Московский Джокер - стр. 12
Никонов запер коньяк в сейф и посмотрел на часы. Предвыходной день, начальство на совещании и уже не вернется. Следовательно, вполне уже можно двигать в сторону дачи.
Перед уходом он решил позвонить капитану Петухову, уточнить, все ли прошло гладко с доставкой хмырей обратно на Смолягу. Хотя что там такое могло произойти на обратном пути? Небось уже стоят в своем скверике, чувствуют себя героями и разливаются соловьями, как их аж в городской прокуратуре раскалывали за какого-то Марло. Нарушил он, конечно, нарушил. Провел частное расследование. Конечно, какое там расследование! Виктории виднее. Она же зла зятю не желает? По крайней мере такого, по служебной линии.
В кабинете капитана Петухова никто не брал трубку. В квартире капитана Петухова к телефону обычно подходила его жена, Екатерина. Но и в квартире никто не брал трубку.
Следователь Никонов пожал плечами, еще раз хлопнул себя по карману, где лежала кассета, и покинул служебный кабинет.
7
Римма знала, что однажды он крикнет ей: «Выбирай! Или я, или Виктория!» Будет это не раньше, чем он станет государственным советником юстиции третьего ранга, следователем по особо важным делам, – но это будет.
А сейчас его не надо трогать. Все, что ему нужно, это десять-пятнадцать лет простого карьерного существования.

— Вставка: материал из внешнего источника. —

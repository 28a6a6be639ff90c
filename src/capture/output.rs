use std::path::{Path, PathBuf};
use std::sync::{Arc, Mutex, PoisonError};

use crate::encode::ffmpeg::ensure_parent_dir;
use crate::encode::sink::EncodedStream;
use crate::foundation::error::{ReelError, ReelResult};

/// Default file stem of a delivered capture.
pub const DEFAULT_ARTIFACT_STEM: &str = "processed_video";

/// The finished, muxed recording.
#[derive(Clone, Debug, PartialEq, Eq)]
pub struct CaptureArtifact {
    /// Container bytes.
    pub bytes: Vec<u8>,
    /// MIME type, e.g. `video/webm`.
    pub mime: String,
    /// Suggested file name, e.g. `processed_video.webm`.
    pub file_name: String,
}

impl CaptureArtifact {
    /// Assemble the encoder's chunks into one artifact named `<stem>.<extension>`.
    pub fn from_stream(stream: EncodedStream, stem: &str) -> Self {
        let file_name = format!("{stem}.{}", stream.extension);
        let mime = stream.mime.to_owned();
        Self {
            bytes: stream.into_bytes(),
            mime,
            file_name,
        }
    }
}

/// Receiver of a delivered artifact (download, file save, upload, ...).
pub trait ArtifactOutput: Send {
    /// Take ownership of the artifact. Returns where it went, when that is a path.
    fn deliver(&mut self, artifact: &CaptureArtifact) -> ReelResult<Option<PathBuf>>;
}

/// Saves artifacts into a directory, or to one fixed path.
#[derive(Clone, Debug)]
pub struct FileOutput {
    target: FileTarget,
    overwrite: bool,
}

#[derive(Clone, Debug)]
enum FileTarget {
    Dir(PathBuf),
    Exact(PathBuf),
}

impl FileOutput {
    /// Save under `dir` using the artifact's suggested file name.
    pub fn in_dir(dir: impl Into<PathBuf>) -> Self {
        Self {
            target: FileTarget::Dir(dir.into()),
            overwrite: true,
        }
    }

    /// Save to exactly `path`.
    pub fn at(path: impl Into<PathBuf>) -> Self {
        Self {
            target: FileTarget::Exact(path.into()),
            overwrite: true,
        }
    }

    /// Refuse to replace an existing file when `false`.
    pub fn overwrite(mut self, overwrite: bool) -> Self {
        self.overwrite = overwrite;
        self
    }

    fn path_for(&self, artifact: &CaptureArtifact) -> PathBuf {
        match &self.target {
            FileTarget::Dir(dir) => dir.join(&artifact.file_name),
            FileTarget::Exact(path) => path.clone(),
        }
    }
}

impl ArtifactOutput for FileOutput {
    fn deliver(&mut self, artifact: &CaptureArtifact) -> ReelResult<Option<PathBuf>> {
        let path = self.path_for(artifact);
        write_artifact(&path, &artifact.bytes, self.overwrite)?;
        tracing::info!(path = %path.display(), bytes = artifact.bytes.len(), "artifact saved");
        Ok(Some(path))
    }
}

fn write_artifact(path: &Path, bytes: &[u8], overwrite: bool) -> ReelResult<()> {
    ensure_parent_dir(path)?;
    if !overwrite && path.exists() {
        return Err(ReelError::validation(format!(
            "output file '{}' already exists",
            path.display()
        )));
    }
    use anyhow::Context as _;
    std::fs::write(path, bytes)
        .with_context(|| format!("failed to write artifact '{}'", path.display()))?;
    Ok(())
}

/// Keeps delivered artifacts in memory; clones share the same slot.
#[derive(Clone, Debug, Default)]
pub struct MemoryOutput {
    slot: Arc<Mutex<Vec<CaptureArtifact>>>,
}

impl MemoryOutput {
    /// Create an empty output.
    pub fn new() -> Self {
        Self::default()
    }

    /// Artifacts delivered so far, oldest first.
    pub fn artifacts(&self) -> Vec<CaptureArtifact> {
        self.slot
            .lock()
            .unwrap_or_else(PoisonError::into_inner)
            .clone()
    }

    /// Remove and return the most recent artifact.
    pub fn take_last(&self) -> Option<CaptureArtifact> {
        self.slot
            .lock()
            .unwrap_or_else(PoisonError::into_inner)
            .pop()
    }
}

impl ArtifactOutput for MemoryOutput {
    fn deliver(&mut self, artifact: &CaptureArtifact) -> ReelResult<Option<PathBuf>> {
        self.slot
            .lock()
            .unwrap_or_else(PoisonError::into_inner)
            .push(artifact.clone());
        Ok(None)
    }
}

#[cfg(test)]
#[path = "../../tests/unit/capture/output.rs"]
mod tests;
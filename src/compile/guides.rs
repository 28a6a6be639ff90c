use crate::compile::plan::DrawOp;
use crate::foundation::core::{Canvas, Point, Rect};
use crate::overlay::font::FontSpec;

/// Distance between grid lines, in pixels.
pub const GRID_SPACING_PX: u32 = 50;
/// Grid line color (white, 20% alpha), straight RGBA8.
pub const GRID_LINE_RGBA: [u8; 4] = [255, 255, 255, 51];
/// Grid label color (white, 50% alpha), straight RGBA8.
pub const GRID_LABEL_RGBA: [u8; 4] = [255, 255, 255, 128];
/// Baseline y of the labels along the top edge.
pub const X_LABEL_BASELINE_Y: f64 = 15.0;
/// Left x of the labels along the left edge.
pub const Y_LABEL_X: f64 = 5.0;

/// Font used for grid labels.
pub fn label_font() -> FontSpec {
    FontSpec::new("Arial", 40.0)
}

/// Append the coordinate grid for `canvas` to `ops`.
///
/// For every multiple of the spacing up to and including the canvas edge, a label then a 1px
/// line is emitted: first along x (vertical lines), then along y (horizontal lines).
pub(crate) fn push_grid(canvas: Canvas, ops: &mut Vec<DrawOp>) {
    let w = f64::from(canvas.width);
    let h = f64::from(canvas.height);

    for x in (0..=canvas.width).step_by(GRID_SPACING_PX as usize) {
        let xf = f64::from(x);
        ops.push(DrawOp::GridLabel {
            value: x,
            origin: Point::new(xf, X_LABEL_BASELINE_Y),
        });
        ops.push(DrawOp::GridLine {
            rect: Rect::new(xf, 0.0, xf + 1.0, h),
        });
    }

    for y in (0..=canvas.height).step_by(GRID_SPACING_PX as usize) {
        let yf = f64::from(y);
        ops.push(DrawOp::GridLabel {
            value: y,
            origin: Point::new(Y_LABEL_X, yf),
        });
        ops.push(DrawOp::GridLine {
            rect: Rect::new(0.0, yf, w, yf + 1.0),
        });
    }
}

#[cfg(test)]
#[path = "../../tests/unit/compile/guides.rs"]
mod tests;
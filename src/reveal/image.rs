use crate::overlay::model::ImageOverlay;

/// Visible state of the image overlay at one instant.
#[derive(Clone, Copy, Debug, PartialEq)]
pub struct ImageReveal {
    /// Compositing opacity in `[0, 1]`.
    pub opacity: f32,
}

/// Opacity of the image overlay at time `t`.
///
/// `None` when outside `[start_time, end_time]` or when the image has not finished loading.
/// Inside the window the image fades in linearly over `fade_in_secs`, then holds at 1 until the
/// window ends. There is no fade-out. A non-positive fade duration means "fully opaque at once".
pub fn reveal_image(
    overlay: &ImageOverlay,
    t: f64,
    loaded: bool,
    fade_in_secs: f64,
) -> Option<ImageReveal> {
    if !loaded || !overlay.is_active_at(t) {
        return None;
    }
    let elapsed = t - overlay.start_time;
    let opacity = if fade_in_secs.is_finite() && fade_in_secs > 0.0 {
        (elapsed / fade_in_secs).clamp(0.0, 1.0)
    } else {
        1.0
    };
    Some(ImageReveal {
        opacity: opacity as f32,
    })
}

#[cfg(test)]
#[path = "../../tests/unit/reveal/image.rs"]
mod tests;
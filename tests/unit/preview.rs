use super::*;
use crate::capture::clock::ManualClock;
use crate::capture::source::SyntheticSource;
use crate::foundation::core::Canvas;
use crate::overlay::document::LiveOverlays;
use std::time::Duration;

const CANVAS: Canvas = Canvas {
    width: 32,
    height: 16,
};

fn session(duration: f64) -> PreviewSession {
    let clock: Arc<dyn Clock> = Arc::new(ManualClock::new());
    let source = SyntheticSource::new(CANVAS, duration, Arc::clone(&clock))
        .with_fps(Fps::new(10, 1).unwrap());
    PreviewSession::new(
        Box::new(source),
        Arc::new(LiveOverlays::default()),
        Arc::new(OverlayAssets::new()),
        clock,
    )
    .unwrap()
    .with_refresh(Fps::new(10, 1).unwrap())
}

#[test]
fn render_frame_composites_over_the_current_source_frame() {
    let mut s = session(1.0);
    let frame = s.render_frame(0.0, &OverlaySet::default(), false).unwrap();
    let [r, g, b] = SyntheticSource::slot_rgb(0);
    assert_eq!(frame.pixel(5, 5), Some([r, g, b, 255]));
    assert!(frame.premultiplied);

    let with_grid = s.render_frame(0.0, &OverlaySet::default(), true).unwrap();
    assert!(with_grid.pixel(0, 5).unwrap()[0] > r);
}

#[test]
fn run_presents_frames_at_playback_time_until_break() {
    let mut s = session(1.0);
    let signal = PlaybackSignal::new(SignalState::Playing);
    let mut times = Vec::new();
    let n = s
        .run(&signal, |t, frame| {
            assert_eq!(frame.width, CANVAS.width);
            times.push(t);
            if times.len() == 5 {
                ControlFlow::Break(())
            } else {
                ControlFlow::Continue(())
            }
        })
        .unwrap();
    assert_eq!(n, 5);
    for (i, t) in times.iter().enumerate() {
        assert!((t - i as f64 * 0.1).abs() < 1e-9, "{times:?}");
    }
    assert!(!s.source_mut().is_playing());
}

#[test]
fn stopped_signal_presents_nothing() {
    let mut s = session(1.0);
    let signal = PlaybackSignal::new(SignalState::Stopped);
    signal.play();
    assert_eq!(signal.state(), SignalState::Stopped);
    assert_eq!(s.run(&signal, |_, _| ControlFlow::Continue(())).unwrap(), 0);
}

#[test]
fn run_suspends_at_end_and_restarts_on_play() {
    let mut s = session(0.2);
    let signal = PlaybackSignal::new(SignalState::Playing);
    let times = Mutex::new(Vec::new());

    std::thread::scope(|scope| {
        scope.spawn(|| {
            let wait_paused = || {
                for _ in 0..5_000 {
                    if signal.state() == SignalState::Paused {
                        return;
                    }
                    std::thread::sleep(Duration::from_millis(1));
                }
            };
            wait_paused();
            signal.play();
            wait_paused();
            signal.stop();
        });

        let n = s
            .run(&signal, |t, _| {
                times.lock().unwrap().push(t);
                ControlFlow::Continue(())
            })
            .unwrap();
        assert_eq!(n, 4);
    });

    let times = times.into_inner().unwrap();
    assert_eq!(times.len(), 4);
    assert!(times[0].abs() < 1e-9 && times[2].abs() < 1e-9, "{times:?}");
    assert!((times[1] - 0.1).abs() < 1e-9 && (times[3] - 0.1).abs() < 1e-9);
}
//! Encoding sinks.
//!
//! Sinks consume composited frames in sampling order. The capture pipeline owns exactly one sink
//! per capture and turns the [`sink::EncodedStream`] it returns into the delivered artifact.

/// `ffmpeg`-based sink (WebM or fragmented MP4 streamed from the encoder's stdout).
pub mod ffmpeg;
/// Generic frame sink trait and built-in sinks.
pub mod sink;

Такие колобки катятся по своей тропинке неспешно, но неостановимо.
Ну и быть посему. И не надо здесь ничего трогать. Смешивать жанры. Сегодня она вернулась на дачу от своего последнего любовника, грузного красавца полковника Воронова.
В течение этого свидания они поочередно использовали широченную тахту, громадный толстый ковер и, под конец, даже бильярдный стол, стоявший на веранде второго этажа. Веранда выходила на глухой угол заросшего дачного участка, и все же… Мог же ведь кто-то случайный оказаться внизу, скрытый кустарником? Пикантность в духе бездомных студентов.
Римма только покусывала губки и коротко, как бы по-щенячьи, взвизгивала.
…Она лежала на зеленом сукне бильярда, разметавшись, белая, к ней не приставал загар. Полковник совсем как бы забылся. Положил ей на бедра по бильярдному шару, а третий легко опустил на живот. Затем взял с подставки мелок, не тот, которым мелят кий, а остренький грифель для записи счета, при игре в пирамиду. И затем стал, как бы пританцовывая вокруг Риммы, проводить острым концом мелка по ложбинке между полных грудей такого же, как все тело, прозрачно-белого с легким золотистым отливом цвета. Не царапая, конечно, и не пачкая кожу мелом, а так, легко касаясь. Любовь и виски предельно растормозили центр речевой активности молодого полковника, и он бормотал что-то свое, по-видимому не отдавая себе отчета, зачем ему нужно все это говорить.
– Понимаешь, иногда надо просто выяснить, существует какая-то структура или нет. Всего лишь выяснить, детка, это ведь так немного. Но иногда из-за этого льется кровь. Люди как люди, и к ним нет претензий. Но структура… сама себя не осознает и не понимает, но существует. Иногда десятки лет.
– У меня озноб. Перестань, – сказала Римма, прикрывая груди рукой.
– У нас даже есть чудаки, – продолжал Олег, – которые утверждают, что не только десятки, но и сотни лет. На них не укажешь, но по следам их… А нам если и случалось нападать на явные следы таких структур, то при расследовании некоторых нашумевших убийств.